The play premiered on Broadway at the Ethel Barrymore Theatre on December 3, 1968, and closed on December 7, 1968, after seven performances and 16 previews. Directed by Gardner, the cast included Milton Berle as Max Silverman, Brenda Vaccaro as Nancy Scott, Bob Dishy as Arthur Korman and Tony Lo Bianco as Max's attorney son Michael. Vaccaro was nominated for the 1969 Tony Award for Best Actress in a Play.

The play was revived on Broadway, produced by Fritz Holt and directed by Jeff Bleckner. It opened at the Belasco Theatre on April 30, 1979, and closed on the same date, after one performance and sixteen previews. The cast included Herschel Bernardi as Max, Melanie Mayron as Nancy, Ron Rifkin as Arthur and Michael Tucker as Michael.

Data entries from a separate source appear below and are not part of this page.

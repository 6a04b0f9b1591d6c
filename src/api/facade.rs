//! Query API facade
//!
//! Validates externally supplied parameters, hands valid requests to the
//! query engine and shapes the results. Shared by the HTTP handlers and the
//! offline CLI, so both report identical envelopes.

use chrono::{DateTime, Utc};
use regex::Regex;
use std::collections::BTreeMap;
use std::sync::Arc;
use std::time::Duration;

use crate::api::dto::{InstantSample, Params, QueryData, RangeSamples, ResultDto, SamplePair};
use crate::api::error::{ApiError, ApiResult};
use crate::query::{parse_duration, parse_expr, step_count, Expr, QueryEngine, QueryValue};
use crate::storage::{LabelMatcher, Labels, Sample, TimeRange};

/// Facade limits that do not belong to the engine
#[derive(Debug, Clone)]
pub struct FacadeSettings {
    /// Anchored pattern an `Origin` header must match; `None` allows any
    pub cors_origin: Option<Regex>,
    /// Largest number of steps a range query may produce per series
    pub max_points_per_series: i64,
}

impl Default for FacadeSettings {
    fn default() -> Self {
        Self {
            cors_origin: None,
            max_points_per_series: 11_000,
        }
    }
}

/// Anchor a user supplied origin pattern so it must match the whole origin
pub fn compile_origin_pattern(pattern: &str) -> Result<Regex, regex::Error> {
    Regex::new(&format!("^(?:{})$", pattern))
}

pub struct QueryApi {
    engine: Arc<QueryEngine>,
    settings: FacadeSettings,
}

impl QueryApi {
    pub fn new(engine: Arc<QueryEngine>, settings: FacadeSettings) -> Self {
        Self { engine, settings }
    }

    pub fn engine(&self) -> &Arc<QueryEngine> {
        &self.engine
    }

    pub fn settings(&self) -> &FacadeSettings {
        &self.settings
    }

    /// Reject a request whose `Origin` does not match the allow pattern.
    /// Requests without an origin are same-origin or non-browser and pass.
    pub fn check_origin(&self, origin: Option<&str>) -> ApiResult<()> {
        match (origin, &self.settings.cors_origin) {
            (Some(origin), Some(allowed)) if !allowed.is_match(origin) => Err(
                ApiError::Forbidden(format!("origin {} is not allowed", origin)),
            ),
            _ => Ok(()),
        }
    }

    /// `/query`: `query`, optional `time` (defaults to now) and `timeout`
    pub async fn instant_query(&self, params: &Params) -> ApiResult<QueryData> {
        let query = required(params, "query")?;
        let time = match params.get("time") {
            Some(raw) => parse_time(raw, "time")?,
            None => Utc::now().timestamp_millis(),
        };
        let timeout = optional_timeout(params)?;

        let value = self.engine.instant_query(query, time, timeout).await?;
        Ok(format_value(value))
    }

    /// `/query_range`: `query`, `start`, `end`, `step` and optional `timeout`
    pub async fn range_query(&self, params: &Params) -> ApiResult<QueryData> {
        let query = required(params, "query")?;
        let start = parse_time(required(params, "start")?, "start")?;
        let end = parse_time(required(params, "end")?, "end")?;
        if end < start {
            return Err(ApiError::bad_request(
                "invalid parameter \"end\": end timestamp must not be before start time",
            ));
        }

        let step = parse_step(required(params, "step")?)?;
        if step_count(start, end, step) - 1 > self.settings.max_points_per_series {
            return Err(ApiError::bad_request(format!(
                "exceeded maximum resolution of {} points per timeseries. Try decreasing the query resolution (?step=XX)",
                self.settings.max_points_per_series
            )));
        }
        let timeout = optional_timeout(params)?;

        let value = self
            .engine
            .range_query(query, start, end, step, timeout)
            .await?;
        Ok(format_value(value))
    }

    /// `/series`: at least one `match[]`, optional `start` and `end`
    pub async fn series(&self, params: &Params) -> ApiResult<Vec<BTreeMap<String, String>>> {
        let matcher_sets = parse_match_sets(&params.get_all("match[]"))?;
        if matcher_sets.is_empty() {
            return Err(ApiError::bad_request("no match[] parameter provided"));
        }
        let range = self.metadata_range(params)?;

        let series = self.engine.series(matcher_sets, range).await?;
        Ok(series.iter().map(Labels::to_map).collect())
    }

    /// `/labels`: optional `match[]`, `start` and `end`
    pub async fn label_names(&self, params: &Params) -> ApiResult<Vec<String>> {
        let matcher_sets = parse_match_sets(&params.get_all("match[]"))?;
        let range = self.metadata_range(params)?;
        Ok(self.engine.label_names(matcher_sets, range).await?)
    }

    /// `/label/<name>/values`: optional `match[]`, `start` and `end`
    pub async fn label_values(&self, name: &str, params: &Params) -> ApiResult<Vec<String>> {
        if !is_valid_label_name(name) {
            return Err(ApiError::bad_request(format!(
                "invalid label name: {:?}",
                name
            )));
        }
        let matcher_sets = parse_match_sets(&params.get_all("match[]"))?;
        let range = self.metadata_range(params)?;
        Ok(self
            .engine
            .label_values(name.to_string(), matcher_sets, range)
            .await?)
    }

    /// Closed `[start, end]` from the parameters, defaulting each missing
    /// bound to the bound of the whole dataset
    fn metadata_range(&self, params: &Params) -> ApiResult<TimeRange> {
        let data = self.engine.store().time_range().unwrap_or(TimeRange::ALL);
        let start = match params.get("start") {
            Some(raw) => parse_time(raw, "start")?,
            None => data.start,
        };
        let end = match params.get("end") {
            Some(raw) => parse_time(raw, "end")?,
            None => data.end.saturating_sub(1),
        };
        TimeRange::closed(start, end).ok_or_else(|| {
            ApiError::bad_request(
                "invalid parameter \"end\": end timestamp must not be before start time",
            )
        })
    }
}

fn required<'a>(params: &'a Params, name: &str) -> ApiResult<&'a str> {
    match params.get(name) {
        Some(value) if !value.trim().is_empty() => Ok(value),
        _ => Err(ApiError::bad_request(format!(
            "invalid parameter {:?}: missing or empty",
            name
        ))),
    }
}

/// Unix seconds (fractional allowed) or RFC 3339, as milliseconds
pub fn parse_time(raw: &str, param: &str) -> ApiResult<i64> {
    let raw = raw.trim();
    if let Ok(secs) = raw.parse::<f64>() {
        let millis = (secs * 1000.0).round();
        if secs.is_finite() && millis >= i64::MIN as f64 && millis <= i64::MAX as f64 {
            return Ok(millis as i64);
        }
    } else if let Ok(dt) = DateTime::parse_from_rfc3339(raw) {
        return Ok(dt.timestamp_millis());
    }

    Err(ApiError::bad_request(format!(
        "invalid parameter {:?}: cannot parse {:?} to a valid timestamp",
        param, raw
    )))
}

/// Float seconds or a duration such as `15s`, as milliseconds
pub fn parse_duration_param(raw: &str, param: &str) -> ApiResult<i64> {
    let raw = raw.trim();
    if let Ok(secs) = raw.parse::<f64>() {
        let millis = (secs * 1000.0).round();
        if secs.is_finite() && millis.abs() <= i64::MAX as f64 {
            return Ok(millis as i64);
        }
    } else if let Ok(duration) = parse_duration(raw) {
        if let Ok(millis) = i64::try_from(duration.as_millis()) {
            return Ok(millis);
        }
    }

    Err(ApiError::bad_request(format!(
        "invalid parameter {:?}: cannot parse {:?} to a valid duration",
        param, raw
    )))
}

fn parse_step(raw: &str) -> ApiResult<i64> {
    let step = parse_duration_param(raw, "step")?;
    if step <= 0 {
        return Err(ApiError::bad_request(
            "zero or negative query resolution step widths are not accepted. Try a positive integer",
        ));
    }
    Ok(step)
}

fn optional_timeout(params: &Params) -> ApiResult<Option<Duration>> {
    let Some(raw) = params.get("timeout") else {
        return Ok(None);
    };
    let millis = parse_duration_param(raw, "timeout")?;
    if millis <= 0 {
        return Err(ApiError::bad_request(
            "invalid parameter \"timeout\": must be positive",
        ));
    }
    Ok(Some(Duration::from_millis(millis as u64)))
}

/// Each `match[]` must be a plain vector selector
pub fn parse_match_sets(selectors: &[&str]) -> ApiResult<Vec<Vec<LabelMatcher>>> {
    selectors
        .iter()
        .map(|raw| {
            let expr = parse_expr(raw).map_err(|e| {
                ApiError::bad_request(format!("invalid parameter \"match[]\": {}", e))
            })?;
            match expr.unwrap_parens() {
                Expr::VectorSelector(selector) => Ok(selector.matchers.clone()),
                _ => Err(ApiError::bad_request(format!(
                    "invalid parameter \"match[]\": {:?} is not a series selector",
                    raw
                ))),
            }
        })
        .collect()
}

fn is_valid_label_name(name: &str) -> bool {
    let mut chars = name.chars();
    matches!(chars.next(), Some(c) if c.is_ascii_alphabetic() || c == '_')
        && chars.all(|c| c.is_ascii_alphanumeric() || c == '_')
}

/// Shortest round-trip decimal; `NaN`, `+Inf` and `-Inf` spelled out
pub fn format_float(v: f64) -> String {
    if v.is_nan() {
        "NaN".to_string()
    } else if v == f64::INFINITY {
        "+Inf".to_string()
    } else if v == f64::NEG_INFINITY {
        "-Inf".to_string()
    } else {
        v.to_string()
    }
}

fn pair(sample: Sample) -> SamplePair {
    SamplePair(sample.t as f64 / 1000.0, format_float(sample.v))
}

/// Shape an evaluation result for the response envelope
pub fn format_value(value: QueryValue) -> QueryData {
    let result_type = value.result_type().name();
    let result = match value {
        QueryValue::Scalar(sample) => ResultDto::Point(pair(sample)),
        QueryValue::String { t, value } => {
            ResultDto::Point(SamplePair(t as f64 / 1000.0, value))
        }
        QueryValue::Vector(points) => ResultDto::Vector(
            points
                .into_iter()
                .map(|p| InstantSample {
                    metric: p.labels.to_map(),
                    value: pair(p.point),
                })
                .collect(),
        ),
        QueryValue::Matrix(series) => ResultDto::Matrix(
            series
                .into_iter()
                .map(|s| RangeSamples {
                    metric: s.labels.to_map(),
                    values: s.points.into_iter().map(pair).collect(),
                })
                .collect(),
        ),
    };
    QueryData {
        result_type,
        result,
    }
}
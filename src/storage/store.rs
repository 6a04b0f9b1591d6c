//! Block store
//!
//! Opens every block of a dataset directory once at startup and serves
//! read-only lookups to any number of concurrent queries. Blocks never
//! change after open, so reads need no locking; the blocks are shared via
//! `Arc` and released when the store and the last in-flight series drop.

use crate::query::QueryContext;
use crate::storage::block::{Block, BLOCK_EXTENSION};
use crate::storage::error::{StorageError, StorageResult};
use crate::storage::iter::SeriesSet;
use crate::storage::types::{matches_all, LabelMatcher, Labels, TimeRange};
use serde::Serialize;
use std::collections::{BTreeMap, BTreeSet};
use std::path::{Path, PathBuf};
use std::sync::atomic::{AtomicBool, Ordering};
use std::sync::Arc;

/// Summary of the opened dataset
#[derive(Debug, Clone, Default, Serialize)]
pub struct StoreStats {
    pub blocks: usize,
    /// Distinct series across all blocks
    pub series: usize,
    pub chunks: usize,
    pub samples: u64,
    /// Earliest sample (ms), if any
    pub min_time: Option<i64>,
    /// One past the latest sample (ms), if any
    pub max_time: Option<i64>,
}

impl std::fmt::Display for StoreStats {
    fn fmt(&self, f: &mut std::fmt::Formatter<'_>) -> std::fmt::Result {
        write!(
            f,
            "{} blocks, {} series, {} chunks, {} samples",
            self.blocks, self.series, self.chunks, self.samples
        )
    }
}

pub struct BlockStore {
    dir: PathBuf,
    /// Sorted by file name
    blocks: Vec<Arc<Block>>,
    closed: AtomicBool,
}

impl BlockStore {
    /// Open every block file in `dir`.
    ///
    /// Fails with `OpenFailed` if the directory is missing or unreadable,
    /// or if any block file is unreadable or has an incompatible format.
    pub fn open(dir: impl AsRef<Path>) -> StorageResult<Self> {
        let dir = dir.as_ref().to_path_buf();

        let meta = std::fs::metadata(&dir)
            .map_err(|e| StorageError::open_failed(&dir, format!("cannot access directory: {}", e)))?;
        if !meta.is_dir() {
            return Err(StorageError::open_failed(&dir, "not a directory"));
        }

        let entries = std::fs::read_dir(&dir)
            .map_err(|e| StorageError::open_failed(&dir, format!("cannot list directory: {}", e)))?;

        let mut paths = Vec::new();
        for entry in entries {
            let entry =
                entry.map_err(|e| StorageError::open_failed(&dir, format!("cannot list directory: {}", e)))?;
            let path = entry.path();
            if path.is_file() && path.extension().is_some_and(|ext| ext == BLOCK_EXTENSION) {
                paths.push(path);
            } else {
                tracing::warn!(path = %path.display(), "Skipping non-block entry");
            }
        }
        paths.sort();

        let mut blocks = Vec::with_capacity(paths.len());
        for path in paths {
            let block = Block::open(&path).map_err(|e| StorageError::open_failed(&path, e))?;
            tracing::debug!(
                path = %path.display(),
                series = block.series_count(),
                chunks = block.chunk_count(),
                "Opened block"
            );
            blocks.push(Arc::new(block));
        }

        let store = Self {
            dir,
            blocks,
            closed: AtomicBool::new(false),
        };

        if store.blocks.is_empty() {
            tracing::warn!(dir = %store.dir.display(), "Dataset directory contains no blocks");
        }
        tracing::info!(dir = %store.dir.display(), "Block store opened: {}", store.stats());

        Ok(store)
    }

    pub fn dir(&self) -> &Path {
        &self.dir
    }

    pub fn blocks(&self) -> &[Arc<Block>] {
        &self.blocks
    }

    /// Union of the block time ranges
    pub fn time_range(&self) -> Option<TimeRange> {
        self.blocks
            .iter()
            .filter_map(|b| b.time_range())
            .reduce(|a, b| TimeRange {
                start: a.start.min(b.start),
                end: a.end.max(b.end),
            })
    }

    /// Series satisfying every matcher with at least one sample in `range`,
    /// in ascending label order.
    pub fn select_series<'a>(
        &self,
        matchers: &[LabelMatcher],
        range: TimeRange,
        ctx: &'a QueryContext,
    ) -> StorageResult<SeriesSet<'a>> {
        self.ensure_open()?;
        ctx.check()?;

        let mut merged: BTreeMap<Labels, Vec<_>> = BTreeMap::new();
        for block in self.blocks.iter().filter(|b| b.overlaps(&range)) {
            ctx.check()?;
            for series in block.select(matchers) {
                let entry = block.series(series);
                if entry.chunks.iter().any(|c| c.overlaps(&range)) {
                    merged
                        .entry(entry.labels.clone())
                        .or_default()
                        .push((Arc::clone(block), series));
                }
            }
        }

        Ok(SeriesSet::new(merged.into_iter(), range, ctx))
    }

    /// Label names present in `range`.
    ///
    /// With matcher sets, only series matching any of the sets contribute.
    /// Without, every series of the overlapping blocks does.
    pub fn label_names(
        &self,
        matcher_sets: &[Vec<LabelMatcher>],
        range: TimeRange,
        ctx: &QueryContext,
    ) -> StorageResult<Vec<String>> {
        self.ensure_open()?;
        let mut names = BTreeSet::new();

        if matcher_sets.is_empty() {
            for block in self.blocks.iter().filter(|b| b.overlaps(&range)) {
                ctx.check()?;
                names.extend(block.postings().label_names().map(str::to_string));
            }
        } else {
            self.for_each_matching(matcher_sets, range, ctx, |labels| {
                names.extend(labels.iter().map(|l| l.name.clone()));
            })?;
        }

        Ok(names.into_iter().collect())
    }

    /// Values of label `name` present in `range`, filtered like `label_names`
    pub fn label_values(
        &self,
        name: &str,
        matcher_sets: &[Vec<LabelMatcher>],
        range: TimeRange,
        ctx: &QueryContext,
    ) -> StorageResult<Vec<String>> {
        self.ensure_open()?;
        let mut values = BTreeSet::new();

        if matcher_sets.is_empty() {
            for block in self.blocks.iter().filter(|b| b.overlaps(&range)) {
                ctx.check()?;
                values.extend(block.postings().label_values(name).map(str::to_string));
            }
        } else {
            self.for_each_matching(matcher_sets, range, ctx, |labels| {
                if let Some(value) = labels.get(name) {
                    values.insert(value.to_string());
                }
            })?;
        }

        Ok(values.into_iter().collect())
    }

    fn for_each_matching(
        &self,
        matcher_sets: &[Vec<LabelMatcher>],
        range: TimeRange,
        ctx: &QueryContext,
        mut f: impl FnMut(&Labels),
    ) -> StorageResult<()> {
        for block in self.blocks.iter().filter(|b| b.overlaps(&range)) {
            ctx.check()?;
            let mut seen = BTreeSet::new();
            for matchers in matcher_sets {
                seen.extend(block.postings().select(matchers));
            }
            for series in seen {
                let entry = block.series(series);
                let matched = matcher_sets.iter().any(|m| matches_all(m, &entry.labels));
                if matched && entry.chunks.iter().any(|c| c.overlaps(&range)) {
                    f(&entry.labels);
                }
            }
        }
        Ok(())
    }

    pub fn stats(&self) -> StoreStats {
        let mut distinct = BTreeSet::new();
        let mut stats = StoreStats {
            blocks: self.blocks.len(),
            ..Default::default()
        };

        for block in &self.blocks {
            stats.chunks += block.chunk_count();
            stats.samples += block.sample_count();
            for series in 0..block.series_count() {
                distinct.insert(&block.series(series as u32).labels);
            }
        }
        stats.series = distinct.len();

        if let Some(range) = self.time_range() {
            stats.min_time = Some(range.start);
            stats.max_time = Some(range.end);
        }
        stats
    }

    pub fn is_closed(&self) -> bool {
        self.closed.load(Ordering::Acquire)
    }

    /// Stop serving reads. Returns false if the store was already closed.
    pub fn close(&self) -> bool {
        if self.closed.swap(true, Ordering::AcqRel) {
            return false;
        }
        tracing::info!(dir = %self.dir.display(), "Block store closed");
        true
    }

    fn ensure_open(&self) -> StorageResult<()> {
        if self.is_closed() {
            return Err(StorageError::Closed);
        }
        Ok(())
    }
}
//! API Routes
//!
//! Route handlers organized by functionality.

pub mod health;
pub mod metadata;
pub mod query;

use axum::http::{header, HeaderMap};

/// `Origin` request header; a value that is not visible ASCII reads as empty
pub(crate) fn origin(headers: &HeaderMap) -> Option<&str> {
    headers
        .get(header::ORIGIN)
        .map(|value| value.to_str().unwrap_or_default())
}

The play was presented at the Solari Theatre, Los Angeles, California, starting on January 2, 1979. Directed by Jeff Bleckner, the cast starred Peter Bonerz (Arthur), Herschel Bernardi (Max) and Patty Duke Astin (Nancy).

==Film==

Gardner adapted his play for a feature film he also directed. The cast included Martin Balsam as Max, Pamela Reed as Nancy, and Judd Hirsch as Arthur, with Tucker reprising his stage role as Michael The film was finished in 1984, but because of a change in the distribution company, the film was not released until 1986. The Goodbye People has parallels to Gardner's life. "He grew up near Coney Island, where the play and film are set, and his Uncle Max had a frankfurter stand on the boardwalk called Max's Busy Bee but offered a Hawaiian motif."